La Corte Constitucional asestó un golpe definitivo al andamiaje tributario creado durante la más reciente emergencia económica al declarar inexequible el Decreto Legislativo 1474 de 2025, norma con la que el Gobierno había introducido y modificado impuestos con el objetivo de aumentar el recaudo fiscal.
La decisión quedó consignada en la sentencia C-079 de 2026, con ponencia del magistrado Juan Carlos Cortés González, en la que el alto tribunal precisó que la caída de este decreto se produjo “por consecuencia” de un fallo previo que había dejado sin sustento jurídico el estado de excepción que le dio origen.

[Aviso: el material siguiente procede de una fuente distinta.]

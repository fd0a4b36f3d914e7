use fake::faker::internet::en::SafeEmail;
use fake::Fake;
use once_cell::sync::Lazy;
use rand::Rng;
use sqlx::sqlite::SqlitePoolOptions;
use sqlx::SqlitePool;

use roll_call::core::config::SqliteConfig;
use roll_call::core::{get_subscriber, init_subscriber};
use roll_call::db;
use roll_call::models::users::{RegisterRequest, Role, User};

// Logs are swallowed unless TEST_LOG is set; the subscriber can only be
// installed once per process.
static TRACING: Lazy<()> = Lazy::new(|| {
    if std::env::var("TEST_LOG").is_ok() {
        let subscriber = get_subscriber("test".into(), "debug".into(), std::io::stdout);
        init_subscriber(subscriber);
    }
});

/// Fresh in-memory database with schema, triggers and seed data applied.
/// A single connection keeps every query on the same `:memory:` instance.
pub async fn spawn_db() -> SqlitePool {
    Lazy::force(&TRACING);

    let pool = SqlitePoolOptions::new()
        .max_connections(1)
        .connect_with(SqliteConfig::in_memory())
        .await
        .expect("Failed to open in-memory database");

    db::initialize(&pool)
        .await
        .expect("Failed to run migrations");

    pool
}

pub fn register_request(password: &str) -> RegisterRequest {
    // A random tag on the local part keeps emails unique across the run.
    let tag: u32 = rand::thread_rng().gen();
    let email: String = SafeEmail().fake();

    RegisterRequest {
        first_name: "Ada".to_string(),
        surname: "Lovelace".to_string(),
        birthdate: "2000-01-01".to_string(),
        email: format!("{}.{}", tag, email),
        password: password.to_string(),
        password_confirmation: password.to_string(),
    }
}

pub async fn create_student(pool: &SqlitePool) -> User {
    db::users::create_user(pool, &register_request("hunter2"))
        .await
        .expect("Failed to create student")
}

#[allow(dead_code)]
pub async fn create_teacher(pool: &SqlitePool) -> User {
    let user = create_student(pool).await;
    let id = user.person().id;
    db::users::set_account_role(pool, id, Role::Teacher)
        .await
        .expect("Failed to promote to teacher");
    db::users::get_user_by_id(pool, id)
        .await
        .expect("Failed to reload teacher")
}
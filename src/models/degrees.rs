use serde::{Deserialize, Serialize};

/// One composed degree out of the three-dimensional taxonomy:
/// base (Bachelors/Masters/PhD) x subject area x specialization.
#[derive(Debug, Clone, Serialize, Deserialize, PartialEq, sqlx::FromRow)]
pub struct DegreeSummary {
    pub degree_id: i64,
    pub base: String,
    pub subject: String,
    pub specialization: String,
}

impl std::fmt::Display for DegreeSummary {
    fn fmt(&self, f: &mut std::fmt::Formatter<'_>) -> std::fmt::Result {
        write!(
            f,
            "{} of {} ({})",
            self.base, self.subject, self.specialization
        )
    }
}
mod helpers;

use claim::{assert_err, assert_ok, assert_some};
use helpers::{create_student, create_teacher, spawn_db};

use roll_call::core::AppErrorType;
use roll_call::db::{courses, degrees, users};
use roll_call::models::users::User;

// Seeded taxonomy: degree 1 is "Bachelors of Computer Science (Software
// Engineering)", connected to courses 1-3 (active) and 6 (inactive).

#[tokio::test]
async fn eligible_courses_follow_the_degree_and_skip_inactive_ones() {
    let pool = spawn_db().await;

    let student = create_student(&pool).await;
    let student_id = student.person().id;

    // No degree yet, so nothing is eligible.
    let eligible = assert_ok!(courses::eligible_courses(&pool, student_id).await);
    assert!(eligible.is_empty());

    assert_ok!(degrees::enroll_in_degree(&pool, student_id, 1).await);

    let eligible = assert_ok!(courses::eligible_courses(&pool, student_id).await);
    let ids: Vec<i64> = eligible.iter().map(|c| c.id).collect();
    assert_eq!(ids, vec![1, 2, 3]);
    assert!(eligible.iter().all(|c| c.active));
}

#[tokio::test]
async fn enrolling_moves_a_course_from_eligible_to_enrolled() {
    let pool = spawn_db().await;

    let student = create_student(&pool).await;
    let student_id = student.person().id;
    assert_ok!(degrees::enroll_in_degree(&pool, student_id, 1).await);

    assert_ok!(courses::enroll(&pool, student_id, 1).await);

    let eligible = assert_ok!(courses::eligible_courses(&pool, student_id).await);
    let ids: Vec<i64> = eligible.iter().map(|c| c.id).collect();
    assert_eq!(ids, vec![2, 3]);

    let enrolled = assert_ok!(courses::enrolled_courses(&pool, student_id).await);
    assert_eq!(enrolled.len(), 1);
    assert_eq!(enrolled[0].course.id, 1);
    assert!(!enrolled[0].assigned);
    assert_some!(enrolled[0].enrolled_at);
}

#[tokio::test]
async fn double_enrollment_is_a_conflict_and_inactive_courses_are_closed() {
    let pool = spawn_db().await;

    let student = create_student(&pool).await;
    let student_id = student.person().id;
    assert_ok!(degrees::enroll_in_degree(&pool, student_id, 1).await);

    assert_ok!(courses::enroll(&pool, student_id, 1).await);
    let error = assert_err!(courses::enroll(&pool, student_id, 1).await);
    assert_eq!(error.error_type, AppErrorType::ConflictError);

    // Course 6 belongs to the degree but is inactive.
    let error = assert_err!(courses::enroll(&pool, student_id, 6).await);
    assert_eq!(error.error_type, AppErrorType::PayloadValidationError);

    let error = assert_err!(courses::enroll(&pool, student_id, 4242).await);
    assert_eq!(error.error_type, AppErrorType::NotFoundError);
}

#[tokio::test]
async fn teaching_assignments_are_flagged_and_kept_apart_from_enrollments() {
    let pool = spawn_db().await;

    let teacher = create_teacher(&pool).await;
    let teacher_id = teacher.person().id;

    assert_ok!(courses::assign_course(&pool, teacher_id, 3).await);
    // Staffing an inactive course is allowed.
    assert_ok!(courses::assign_course(&pool, teacher_id, 6).await);

    let taught = assert_ok!(courses::courses_taught(&pool, teacher_id).await);
    let ids: Vec<i64> = taught.iter().map(|c| c.id).collect();
    assert_eq!(ids, vec![3, 6]);

    // Assignments must not show up as student enrollments.
    let enrolled = assert_ok!(courses::enrolled_courses(&pool, teacher_id).await);
    assert!(enrolled.is_empty());

    match users::get_user_by_id(&pool, teacher_id).await.unwrap() {
        User::Teacher(t) => assert_eq!(t.courses.len(), 2),
        other => panic!("Expected a teacher, got {:?}", other.role()),
    }
}

#[tokio::test]
async fn grades_join_back_to_their_courses_and_honor_the_passing_grade() {
    let pool = spawn_db().await;

    let student = create_student(&pool).await;
    let student_id = student.person().id;
    assert_ok!(degrees::enroll_in_degree(&pool, student_id, 1).await);
    assert_ok!(courses::enroll(&pool, student_id, 3).await);

    // Course 3 (Algorithms) has a passing grade of 60.
    assert_ok!(courses::record_grade(&pool, student_id, 3, 1, 55).await);
    assert_ok!(courses::record_grade(&pool, student_id, 3, 2, 80).await);

    let grades = assert_ok!(courses::grades_for_user(&pool, student_id).await);
    assert_eq!(grades.len(), 2);
    assert_eq!(grades[0].course.name, "Algorithms");
    assert!(!grades[0].passed());
    assert!(grades[1].passed());

    // Re-recording a task corrects the stored grade.
    assert_ok!(courses::record_grade(&pool, student_id, 3, 1, 65).await);
    let grades = assert_ok!(courses::grades_for_user(&pool, student_id).await);
    assert_eq!(grades.len(), 2);
    assert_eq!(grades[0].grade, 65);
    assert!(grades[0].passed());
}

#[tokio::test]
async fn out_of_range_grades_are_rejected() {
    let pool = spawn_db().await;

    let student = create_student(&pool).await;
    let student_id = student.person().id;

    let error = assert_err!(courses::record_grade(&pool, student_id, 3, 1, 101).await);
    assert_eq!(error.error_type, AppErrorType::PayloadValidationError);

    let error = assert_err!(courses::record_grade(&pool, student_id, 3, 1, -1).await);
    assert_eq!(error.error_type, AppErrorType::PayloadValidationError);
}

#[tokio::test]
async fn a_resolved_student_carries_degree_courses_and_grades() {
    let pool = spawn_db().await;

    let student = create_student(&pool).await;
    let student_id = student.person().id;
    assert_ok!(degrees::enroll_in_degree(&pool, student_id, 1).await);
    assert_ok!(courses::enroll(&pool, student_id, 1).await);
    assert_ok!(courses::record_grade(&pool, student_id, 1, 1, 70).await);

    match users::get_user_by_id(&pool, student_id).await.unwrap() {
        User::Student(s) => {
            assert_eq!(
                s.degree.as_deref(),
                Some("Bachelors of Computer Science (Software Engineering)")
            );
            assert_eq!(s.courses.len(), 1);
            assert_eq!(s.grades.len(), 1);
        }
        other => panic!("Expected a student, got {:?}", other.role()),
    }
}

#[tokio::test]
async fn created_courses_start_active_and_can_be_closed() {
    let pool = spawn_db().await;

    let course = assert_ok!(courses::create_course(&pool, "Compilers", 60).await);
    assert!(course.active);
    assert_eq!(course.passing_grade, 60);

    assert_ok!(courses::set_course_active(&pool, course.id, false).await);
    let reloaded = assert_ok!(courses::get_course(&pool, course.id).await);
    assert!(!reloaded.active);

    let error = assert_err!(courses::create_course(&pool, "  ", 50).await);
    assert_eq!(error.error_type, AppErrorType::PayloadValidationError);

    let error = assert_err!(courses::create_course(&pool, "Compilers II", 101).await);
    assert_eq!(error.error_type, AppErrorType::PayloadValidationError);
}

Ese antecedente corresponde a la sentencia C-075 de 2026, mediante la cual la Corte invalidó el Decreto 1390 de 2025, al considerar que las razones expuestas por el Ejecutivo no constituían una crisis sobreviniente, sino problemas estructurales que debían tramitarse por vías ordinarias. Lea: Así quedaron las multas por no declarar renta ante la DIAN en 2026
A partir de esa conclusión, el tribunal desmontó en cadena las medidas adoptadas bajo la emergencia económica, incluyendo el paquete tributario que buscaba recaudar cerca de 11 billones de pesos mediante nuevas cargas fiscales.
¿Qué pasa con los impuestos cobrados por el Decreto 1474 de 2025?
En su decisión más reciente, la Corte no solo anuló la norma, sino que fijó efectos concretos sobre los tributos que se aplicaron durante su vigencia, ordenando que “los impuestos directos que fueron modificados o se hayan causado… no sean objeto de declaración, liquidación o cobro”.

Además, dispuso que los pagos anticipados realizados bajo ese decreto deben ser reintegrados, al señalar que “se devuelvan los que se hayan pagado anticipadamente”, lo que abre la puerta a reclamaciones por parte de los contribuyentes afectados.
En el caso de los impuestos indirectos, el fallo estableció que deberán ser devueltos “a los sujetos pasivos que materialmente hayan realizado el pago y así lo acrediten”, instruyendo a la DIAN para que, en un plazo de 30 días, aplique mecanismos existentes o cree uno específico para efectuar dichas devoluciones.
Esto implica que quienes, por ejemplo, pagaron el IVA del 19% sobre licores durante la vigencia del decreto, podrán intentar recuperar ese dinero presentando la factura que demuestre el cobro. Lea también: ¿Lo cambiaron de régimen pensional con una mala asesoría? La Corte dice que lo deben indemnizar
La Corte también dejó claro que “se mantengan incólumes las situaciones jurídicas consolidadas”, lo que significa que quienes accedieron a beneficios tributarios mientras la norma estuvo vigente conservarán esos efectos sin tener que reintegrarlos.
La decisión fue adoptada por unanimidad, con una votación de 8-0. Los magistrados Vladimir Fernández Andrade y Héctor Carvajal Londoño presentaron aclaraciones de voto, mientras que Jorge Enrique Ibáñez Najar no participó en la deliberación.
Con el fallo, quedaron sin efecto medidas como el aumento del IVA al 19% para licores, vinos y aperitivos, la sobretasa de 15 puntos en renta para entidades financieras y la reducción del umbral del impuesto al patrimonio desde 40.000 UVT.
También se anularon el IVA a los juegos de azar en línea, la disminución de la exención para envíos urgentes a 50 dólares, el impuesto a líquidos de vapeadores y el gravamen temporal del 1% a la extracción de hidrocarburos y carbón, así como la prohibición de deducir regalías.
Pese a la claridad jurídica del fallo, expertos advierten que la devolución efectiva del dinero podría enfrentar obstáculos prácticos. El abogado Juan Manuel Charry señaló que “devolver el impuesto al consumo sería muy difícil en la práctica”, debido a los trámites y a que muchas sumas son pequeñas.
El jurista fue más allá al afirmar que estos escenarios serían “casos utópicos”, dada la complejidad administrativa que implicaría para los ciudadanos iniciar procesos individuales ante la autoridad tributaria.
En una línea similar, Francisco Bernate sostuvo que, por tradición, las decisiones de la Corte suelen proteger las finanzas públicas, indicando que “por regla general, los fallos… tienen efectos a futuro”, lo que limita las devoluciones en la práctica.
No obstante, existen antecedentes que abren una posibilidad. El exmagistrado José Gregorio Hernández recordó un caso de 1992 en el que la Corte no solo declaró la inexequibilidad de una reforma, sino que también ordenó la devolución de lo pagado por razones de equidad.
Mientras tanto, el alto tribunal aún tiene pendiente pronunciarse sobre el Decreto Legislativo 044 de 2026, que impuso nuevas cargas a las empresas generadoras de energía y que también fue expedido bajo el mismo estado de emergencia ya declarado inconstitucional.